_INSTRUCTIONS FOR THE TASK_
State how many lines in this listing include the word "nests", and nothing else.

_DATA PROVIDED_
#[tokio::test]
async fn project_crud_ignores_client_supplied_owner() {
    let app = test_app().await;
    let alice = register_user(&app.state.service, "alice").await;
    let mallory = register_user(&app.state.service, "mallory").await;
    let auth = bearer(&app.state, &alice);

    // The payload tries to spoof ownership; the acting identity wins.
    let (status, body) = send_json(
        &app.router,
        "POST",
        "/api/projects",
        Some(&auth),
        Some(json!({
            "name": "Alpha",
            "description": "spoof test",
            "owner": mallory.id,
            "members": [mallory.id],
            "is_active": true
        })),
    )
    .await;
    assert_eq!(status, StatusCode::CREATED);
    assert_eq!(body["owner"]["id"], json!(alice.id));
    assert_eq!(body["owner"]["username"], "alice");
    let project_id = body["id"].as_str().unwrap().to_string();

    // Read nests owner and members as user objects.
    let (status, body) = send_json(
        &app.router,
        "GET",
        &format!("/api/projects/{project_id}"),
        Some(&auth),
        None,
    )
    .await;
    assert_eq!(status, StatusCode::OK);
    assert_eq!(body["members"][0]["username"], "mallory");

    // PATCH replaces the member set wholesale.
    let (status, body) = send_json(
        &app.router,
        "PATCH",
        &format!("/api/projects/{project_id}"),
        Some(&auth),
        Some(json!({"name": "Renamed", "members": [alice.id]})),
    )
    .await;
    assert_eq!(status, StatusCode::OK);
    assert_eq!(body["name"], "Renamed");
    assert_eq!(body["members"].as_array().unwrap().len(), 1);
    assert_eq!(body["members"][0]["username"], "alice");

    // DELETE cascades and returns 204; a second delete is 404.
    let (status, _) = send_json(
        &app.router,
        "DELETE",
        &format!("/api/projects/{project_id}"),
        Some(&auth),
        None,
    )
    .await;
    assert_eq!(status, StatusCode::NO_CONTENT);
    let (status, _) = send_json(
        &app.router,
        "DELETE",
        &format!("/api/projects/{project_id}"),
        Some(&auth),
        None,
    )
    .await;
    assert_eq!(status, StatusCode::NOT_FOUND);
}

#[tokio::test]
async fn task_views_nest_assignee_but_not_project() {
    let app = test_app().await;
    let alice = register_user(&app.state.service, "alice").await;
    let auth = bearer(&app.state, &alice);

    let project = app
        .state
        .service
        .create_project(alice.id, new_project("Alpha"))
        .await
        .unwrap();

    let (status, body) = send_json(
        &app.router,
        "POST",
        "/api/tasks",
        Some(&auth),
        Some(json!({
            "title": "Ship it",
            "project": project.project.id,
            "assigned_to": alice.id,
            "status": "INPR"
        })),
    )
    .await;
    assert_eq!(status, StatusCode::CREATED);
    // Asymmetry: write took raw ids, read nests the assignee only.
    assert_eq!(body["project"], json!(project.project.id));
    assert_eq!(body["assigned_to"]["username"], "alice");
    assert_eq!(body["status"], "INPR");
    let task_id = body["id"].as_str().unwrap().to_string();

    // PATCH with explicit null clears the assignment.
    let (status, body) = send_json(
        &app.router,
        "PATCH",
        &format!("/api/tasks/{task_id}"),
        Some(&auth),
        Some(json!({"assigned_to": null, "status": "DONE"})),
    )
    .await;
    assert_eq!(status, StatusCode::OK);
    assert!(body["assigned_to"].is_null());
    assert_eq!(body["status"], "DONE");

    // Unknown related ids surface as 404.
    let (status, _) = send_json(
        &app.router,
        "POST",
        "/api/tasks",
        Some(&auth),
        Some(json!({"title": "ghost", "project": uuid::Uuid::new_v4()})),
    )
    .await;
    assert_eq!(status, StatusCode::NOT_FOUND);
}

#[tokio::test]
async fn task_filters_and_aggregates_over_rest() {
    let app = test_app().await;
    let alice = register_user(&app.state.service, "alice").await;
    let bob = register_user(&app.state.service, "bob").await;
    let auth = bearer(&app.state, &alice);
    let service = &app.state.service;

    let project = service
        .create_project(alice.id, new_project("Alpha"))
        .await
        .unwrap();
    for (title, status, assignee) in [
        ("a", "TODO", Some(alice.id)),
        ("b", "INPR", Some(bob.id)),
        ("c", "DONE", Some(bob.id)),
    ] {
        send_json(
            &app.router,
            "POST",
            "/api/tasks",
            Some(&auth),
            Some(json!({
                "title": title,
                "project": project.project.id,
                "status": status,
                "assigned_to": assignee
            })),
        )
        .await;
    }

    let (status, body) = send_json(
        &app.router,
        "GET",
        "/api/tasks/by-status?status=TODO",
        Some(&auth),
        None,
    )
    .await;
    assert_eq!(status, StatusCode::OK);
    let tasks = body.as_array().unwrap();
    assert_eq!(tasks.len(), 1);
    assert!(tasks.iter().all(|t| t["status"] == "TODO"));

    // Unknown status values are a validation error, not an empty list.
    let (status, _) = send_json(
        &app.router,
        "GET",
        "/api/tasks/by-status?status=BOGUS",
        Some(&auth),
        None,
    )
    .await;
    assert_eq!(status, StatusCode::BAD_REQUEST);

    let (status, body) = send_json(
        &app.router,
        "GET",
        &format!("/api/tasks/by-user?user_id={}", bob.id),
        Some(&auth),
        None,
    )
    .await;
    assert_eq!(status, StatusCode::OK);
    assert_eq!(body.as_array().unwrap().len(), 2);

    // No user_id: explicitly an empty list.
    let (status, body) =
        send_json(&app.router, "GET", "/api/tasks/by-user", Some(&auth), None).await;
    assert_eq!(status, StatusCode::OK);
    assert_eq!(body.as_array().unwrap().len(), 0);

    let (status, body) = send_json(
        &app.router,
        "GET",
        "/api/tasks/status-summary",
        Some(&auth),
        None,
    )
    .await;
    assert_eq!(status, StatusCode::OK);
    let summary = body.as_array().unwrap();
    assert_eq!(summary.len(), 3);
    assert!(summary.iter().all(|e| e["count"] == 1));

    let (status, body) = send_json(
        &app.router,
        "GET",
        "/api/tasks/average-per-project",
        Some(&auth),
        None,
    )
    .await;
    assert_eq!(status, StatusCode::OK);
    assert_eq!(body["avg"], json!(3.0));

    let (status, body) = send_json(
        &app.router,
        "GET",
        "/api/projects/with-task-count",
        Some(&auth),
        None,
    )
    .await;
    assert_eq!(status, StatusCode::OK);
    assert_eq!(body[0]["task_count"], 3);

    let (status, body) = send_json(
        &app.router,
        "GET",
        "/api/tasks/recent?limit=2",
        Some(&auth),
        None,
    )
    .await;
    assert_eq!(status, StatusCode::OK);
    assert_eq!(body.as_array().unwrap().len(), 2);
}

#[tokio::test]
async fn comment_views_render_author_as_username() {
    let app = test_app().await;
    let alice = register_user(&app.state.service, "alice").await;
    let auth = bearer(&app.state, &alice);
    let service = &app.state.service;

    let project = service
        .create_project(alice.id, new_project("Alpha"))
        .await
        .unwrap();
    let task = service
        .create_task(new_task("t", project.project.id))
        .await
        .unwrap();

    // A client-supplied author field is ignored; the acting identity wins.
    let (status, body) = send_json(
        &app.router,
        "POST",
        "/api/comments",
        Some(&auth),
        Some(json!({
            "content": "first!",
            "task": task.task.id,
            "author": uuid::Uuid::new_v4()
        })),
    )
    .await;
    assert_eq!(status, StatusCode::CREATED);
    assert_eq!(body["author"], "alice");
    assert_eq!(body["task"], json!(task.task.id));
    let comment_id = body["id"].as_str().unwrap().to_string();

    let (status, body) = send_json(
        &app.router,
        "GET",
        &format!("/api/tasks/{}/comments", task.task.id),
        Some(&auth),
        None,
    )
    .await;
    assert_eq!(status, StatusCode::OK);
    assert_eq!(body.as_array().unwrap().len(), 1);

    let (status, body) = send_json(
        &app.router,
        "PATCH",
        &format!("/api/comments/{comment_id}"),
        Some(&auth),
        Some(json!({"content": "edited"})),
    )
    .await;
    assert_eq!(status, StatusCode::OK);
    assert_eq!(body["content"], "edited");
    assert_eq!(body["author"], "alice");

    let (status, _) = send_json(
        &app.router,
        "DELETE",
        &format!("/api/comments/{comment_id}"),
        Some(&auth),
        None,
    )
    .await;
    assert_eq!(status, StatusCode::NO_CONTENT);
}

#[tokio::test]
async fn attachment_upload_and_download_roundtrip() {
    let app = test_app().await;
    let alice = register_user(&app.state.service, "alice").await;
    let auth = bearer(&app.state, &alice);
    let service = &app.state.service;

    let project = service
        .create_project(alice.id, new_project("Alpha"))
        .await
        .unwrap();
    let task = service
        .create_task(new_task("t", project.project.id))
        .await
        .unwrap();

    let boundary = "test-boundary-7d1a";
    let body = format!(
        "--{boundary}\r\n\
         Content-Disposition: form-data; name=\"task\"\r\n\r\n\
         {}\r\n\
         --{boundary}\r\n\
         Content-Disposition: form-data; name=\"file\"; filename=\"note.txt\"\r\n\
         Content-Type: text/plain\r\n\r\n\
         hello attachment\r\n\
         --{boundary}--\r\n",
        task.task.id
    );

    let request = Request::builder()
        .method("POST")
        .uri("/api/attachments")
        .header("authorization", &auth)
        .header(
            "content-type",
            format!("multipart/form-data; boundary={boundary}"),
        )
        .body(Body::from(body))
        .unwrap();
    let response = app.router.clone().oneshot(request).await.unwrap();
    assert_eq!(response.status(), StatusCode::CREATED);
    let bytes = axum::body::to_bytes(response.into_body(), usize::MAX)
        .await
        .unwrap();
    let view: serde_json::Value = serde_json::from_slice(&bytes).unwrap();
    assert_eq!(view["task"], json!(task.task.id));
    let key = view["file"].as_str().unwrap().to_string();
    assert!(key.ends_with(".txt"));
    let attachment_id = view["id"].as_str().unwrap().to_string();

    // Download returns the stored bytes.
    let request = Request::builder()
        .method("GET")
        .uri(format!("/api/attachments/{attachment_id}/download"))
        .header("authorization", &auth)
        .body(Body::empty())
        .unwrap();
    let response = app.router.clone().oneshot(request).await.unwrap();
    assert_eq!(response.status(), StatusCode::OK);
    let bytes = axum::body::to_bytes(response.into_body(), usize::MAX)
        .await
        .unwrap();
    assert_eq!(&bytes[..], b"hello attachment");

    // Delete removes the record and the blob.
    let (status, _) = send_json(
        &app.router,
        "DELETE",
        &format!("/api/attachments/{attachment_id}"),
        Some(&auth),
        None,
    )
    .await;
    assert_eq!(status, StatusCode::NO_CONTENT);
    assert!(app.state.blobs.get(&key).await.is_err());
}

#[tokio::test]
async fn profile_get_and_put() {
    let app = test_app().await;
    let alice = register_user(&app.state.service, "alice").await;
    let auth = bearer(&app.state, &alice);

    let (status, body) = send_json(&app.router, "GET", "/api/profile", Some(&auth), None).await;
    assert_eq!(status, StatusCode::OK);
    assert_eq!(body["bio"], "");
    assert_eq!(body["user"]["username"], "alice");

    let (status, body) = send_json(
        &app.router,
        "PUT",
        "/api/profile",
        Some(&auth),
        Some(json!({"bio": "Rustacean"})),
    )
    .await;
    assert_eq!(status, StatusCode::OK);
    assert_eq!(body["bio"], "Rustacean");
}

#[tokio::test]
async fn active_and_unactive_listings() {
    let app = test_app().await;
    let alice = register_user(&app.state.service, "alice").await;
    let auth = bearer(&app.state, &alice);
    let service = &app.state.service;

    service
        .create_project(alice.id, new_project("Running"))
        .await
        .unwrap();
    let mut closed = new_project("Closed");
    closed.is_active = false;
    service.create_project(alice.id, closed).await.unwrap();

    let (status, body) = send_json(
        &app.router,
        "GET",
        "/api/projects/active",
        Some(&auth),
        None,
    )
    .await;
    assert_eq!(status, StatusCode::OK);
    let active = body.as_array().unwrap();
    assert_eq!(active.len(), 1);
    assert_eq!(active[0]["name"], "Running");

    let (status, body) = send_json(
        &app.router,
        "GET",
        "/api/projects/unactive",
        Some(&auth),
        None,
    )
    .await;
    assert_eq!(status, StatusCode::OK);
    let inactive = body.as_array().unwrap();
    assert_eq!(inactive.len(), 1);
    assert_eq!(inactive[0]["name"], "Closed");
}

_ANSWER SECTION_
2